Guanylyl cyclase and ligand-binding properties of wild type and spliced GC-A. HEK 293 cells were transiently transfected with each GC-A isoform. A, cells were incubated with vehicle or various ANP concentrations for 10 min, and intracellular cGMP contents were then measured by radioimmunoassay (n = 4). Inset in A, Western blot analysis showing similar expression levels of wild type or spliced GC-A. B, FRET was used to monitor in real time the kinetics and extent of cGMP formation in single HEK 293 cells cotransfected with GC-A (wild type or splice form) and the cGMP indicator pGES-DE2 (17). Top, ratiometric FRET images of cells prior to and 5 min after stimulation with ANP. Bottom, representative ratiometric recordings of single cell FRET signals.
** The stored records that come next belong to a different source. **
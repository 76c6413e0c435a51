//! Application wiring
//!
//! Ties together the configuration, the TUI, and the session (engine +
//! transport), and hosts the main event loop.

mod event_loop;
mod state;
mod view;

pub use state::{AppState, UiMode};

use anyhow::{Context, Result};

use crate::config::Config;
use crate::session::{PtyTransport, Session};
use crate::tui::Tui;

/// Main application struct
pub struct App {
    pub config: Config,
    pub tui: Tui,
    pub session: Session<PtyTransport>,
    pub state: AppState,
}

impl App {
    /// Create a new application instance: load config, spawn the local
    /// shell, and stand up the engine.
    pub fn new() -> Result<Self> {
        let config = Config::load()?;
        let tui = Tui::new()?;
        let transport = PtyTransport::spawn(&config.shell, 24, 80)
            .with_context(|| format!("Failed to spawn shell {}", config.shell))?;
        let session = Session::new(&config, transport);
        Ok(Self {
            config,
            tui,
            session,
            state: AppState::new(),
        })
    }

    /// Run the main application loop
    pub async fn run(&mut self) -> Result<()> {
        tracing::info!(
            "Retroterm starting with {} emulation",
            self.session.emulation().label()
        );
        self.tui.enter()?;
        let result = event_loop::run(self).await;
        self.tui.exit()?;
        self.session.transport_mut().shutdown();
        result
    }

    /// Draw one frame
    pub fn draw(&mut self) -> Result<()> {
        let session = &mut self.session;
        let state = &mut self.state;
        self.tui.draw(|frame| view::render(frame, session, state))
    }
}
//! ATASCII (Atari 8-bit) emulation
//!
//! ATASCII has no escape sequences in the ANSI sense; a single escape
//! gate decides whether the next control byte acts on the screen or is
//! printed as its glyph. The top bit of a printable byte selects reverse
//! video for that character.

use crate::term::attr::Style;
use crate::term::Terminal;

use super::charset;
use super::Step;

/// Columns with a tab stop at startup: every eighth column across the
/// classic 80-column screen.
fn default_tab_stops() -> Vec<usize> {
    (0..80).step_by(8).collect()
}

#[derive(Debug)]
pub struct AtasciiState {
    /// When true, control bytes perform their action; an ESC flips it so
    /// the next control byte is printed literally instead.
    print_control_char: bool,
    /// Sorted tab stop columns
    tab_stops: Vec<usize>,
}

impl AtasciiState {
    pub fn new() -> Self {
        Self {
            print_control_char: true,
            tab_stops: default_tab_stops(),
        }
    }

    /// First stop strictly right of the cursor, or the right margin
    fn advance_to_next_tab_stop(&self, term: &mut Terminal) -> usize {
        let x = term.cursor_x();
        self.tab_stops
            .iter()
            .copied()
            .find(|&stop| stop > x)
            .unwrap_or(term.right_margin())
            .min(term.right_margin())
    }

    fn set_tab_stop(&mut self, col: usize) {
        if let Err(pos) = self.tab_stops.binary_search(&col) {
            self.tab_stops.insert(pos, col);
        }
    }

    fn clear_tab_stop(&mut self, col: usize) {
        if let Ok(pos) = self.tab_stops.binary_search(&col) {
            self.tab_stops.remove(pos);
        }
    }

    pub fn step(&mut self, term: &mut Terminal, byte: Option<u8>) -> Step {
        let Some(byte) = byte else {
            return Step::NoCharYet;
        };

        if byte == 0x1B {
            self.print_control_char = !self.print_control_char;
            return Step::NoCharYet;
        }

        let is_control = matches!(
            byte,
            0x1C..=0x1F | 0x7D..=0x7F | 0x9B..=0x9F | 0xFD..=0xFF
        );
        if is_control {
            if !self.print_control_char {
                self.print_control_char = true;
                return self.printable(term, byte);
            }
            self.control(term, byte);
            return Step::NoCharYet;
        }

        self.printable(term, byte)
    }

    fn control(&mut self, term: &mut Terminal, byte: u8) {
        match byte {
            0x1C => term.cursor_up(1, true),
            0x1D => term.cursor_down(1, true),
            0x1E => term.cursor_left(1, true),
            0x1F => term.cursor_right(1, true),
            0x7D => term.formfeed(),
            0x7E => {
                term.cursor_left(1, true);
                term.delete_character(1);
            }
            0x7F => {
                let target = self.advance_to_next_tab_stop(term);
                let n = target.saturating_sub(term.cursor_x());
                term.cursor_right(n, true);
            }
            0x9B => term.linefeed(true),
            0x9C => {
                let (x, margin) = (term.cursor_x(), term.right_margin());
                term.erase_line(x, margin, false);
            }
            0x9D => {
                let (top, bottom) = term.scroll_region();
                term.scroll_region_down(top, bottom, 1);
            }
            0x9E => self.clear_tab_stop(term.cursor_x()),
            0x9F => self.set_tab_stop(term.cursor_x()),
            0xFD => term.bell(),
            0xFE => term.delete_character(1),
            0xFF => term.insert_blanks(1),
            _ => unreachable!(),
        }
    }

    fn printable(&mut self, term: &mut Terminal, byte: u8) -> Step {
        let mut attr = term.attr();
        if byte & 0x80 != 0 {
            attr.set(Style::REVERSE);
        } else {
            attr.clear(Style::REVERSE);
        }
        term.set_attr(attr);

        if !term.options().atascii_has_wide_font {
            let idx = term.edit_index();
            if !term.scrollback().line(idx).double_width {
                term.set_double_width(true);
            }
        }

        Step::OneChar(charset::atascii_to_unicode(byte))
    }
}

impl Default for AtasciiState {
    fn default() -> Self {
        Self::new()
    }
}

#[cfg(test)]
mod tests {
    use super::*;
    use crate::emulation::{Emulation, EmulationState};
    use crate::term::test_terminal;

    fn setup() -> (Terminal, EmulationState) {
        let mut term = test_terminal();
        term.set_emulation(Emulation::Atascii);
        (term, EmulationState::new(Emulation::Atascii))
    }

    fn feed(term: &mut Terminal, state: &mut EmulationState, bytes: &[u8]) {
        for b in bytes {
            state.consume(term, *b);
        }
    }

    #[test]
    fn test_tab_cycle_clamps_at_margin() {
        let (mut term, mut state) = setup();
        let mut cols = Vec::new();
        for _ in 0..12 {
            feed(&mut term, &mut state, &[0x7F]);
            cols.push(term.cursor_x());
        }
        assert_eq!(
            cols,
            vec![8, 16, 24, 32, 40, 48, 56, 64, 72, 79, 79, 79]
        );
    }

    #[test]
    fn test_tab_stop_lifecycle_is_idempotent() {
        let (mut term, mut state) = setup();
        // Set the same stop twice at column 3, clear a stop that is not
        // there; both leave the list consistent.
        feed(&mut term, &mut state, &[0x1F, 0x1F, 0x1F, 0x9F, 0x9F]);
        if let EmulationState::Atascii(ref st) = state {
            assert_eq!(st.tab_stops.iter().filter(|&&c| c == 3).count(), 1);
        } else {
            panic!("wrong state variant");
        }
        feed(&mut term, &mut state, &[0x1F, 0x9E]);
        if let EmulationState::Atascii(ref st) = state {
            assert!(!st.tab_stops.contains(&4));
        } else {
            panic!("wrong state variant");
        }
        // Cleared stop at 3 still present; next tab from 0 goes there.
        feed(&mut term, &mut state, &[0x7D, 0x7F]);
        assert_eq!(term.cursor_x(), 3);
    }

    #[test]
    fn test_escape_gate_prints_control_literally() {
        let (mut term, mut state) = setup();
        feed(&mut term, &mut state, &[0x1B, 0x1C]);
        // The up-arrow glyph was printed instead of moving the cursor.
        assert_eq!(
            term.scrollback().line(term.row_index(0)).char_at(0),
            '\u{2191}'
        );
        assert_eq!(term.cursor_x(), 1);
        // Gate restored: the next control acts again.
        feed(&mut term, &mut state, &[0x1C]);
        assert_eq!(term.cursor_y(), 0);
        assert_eq!(term.cursor_x(), 1);
    }

    #[test]
    fn test_high_bit_selects_reverse_video() {
        let (mut term, mut state) = setup();
        feed(&mut term, &mut state, &[b'A', 0x80 | b'B']);
        let line = term.scrollback().line(term.row_index(0));
        assert!(!line.attr_at(0).has(Style::REVERSE));
        assert!(line.attr_at(1).has(Style::REVERSE));
        assert_eq!(line.char_at(1), 'B');
    }

    #[test]
    fn test_eol_is_a_newline() {
        let (mut term, mut state) = setup();
        feed(&mut term, &mut state, b"hi");
        feed(&mut term, &mut state, &[0x9B]);
        feed(&mut term, &mut state, b"lo");
        assert_eq!(term.scrollback().line(term.row_index(0)).text(), "hi");
        assert_eq!(term.scrollback().line(term.row_index(1)).text(), "lo");
    }

    #[test]
    fn test_backspace_deletes() {
        let (mut term, mut state) = setup();
        feed(&mut term, &mut state, b"abc");
        feed(&mut term, &mut state, &[0x7E]);
        assert_eq!(term.scrollback().line(term.row_index(0)).text(), "ab");
        assert_eq!(term.cursor_x(), 2);
    }

    #[test]
    fn test_erase_to_end_of_line() {
        let (mut term, mut state) = setup();
        feed(&mut term, &mut state, b"abcdef");
        for _ in 0..3 {
            feed(&mut term, &mut state, &[0x1E]);
        }
        feed(&mut term, &mut state, &[0x9C]);
        assert_eq!(term.scrollback().line(term.row_index(0)).text(), "abc");
    }
}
C, HEK 293 cells were incubated with ¹²⁵I-ANP in the presence of various concentrations of unlabeled ANP in serum-free DMEM at 37 °C for 20 min, and ¹²⁵I-ANP bound was quantitated with a γ-counter. Binding to wild type GC-A in the absence of unlabeled ANP was assigned a value of 100%. Specific activity of ¹²⁵I-ANP was 904 Ci/mmol (n = 4).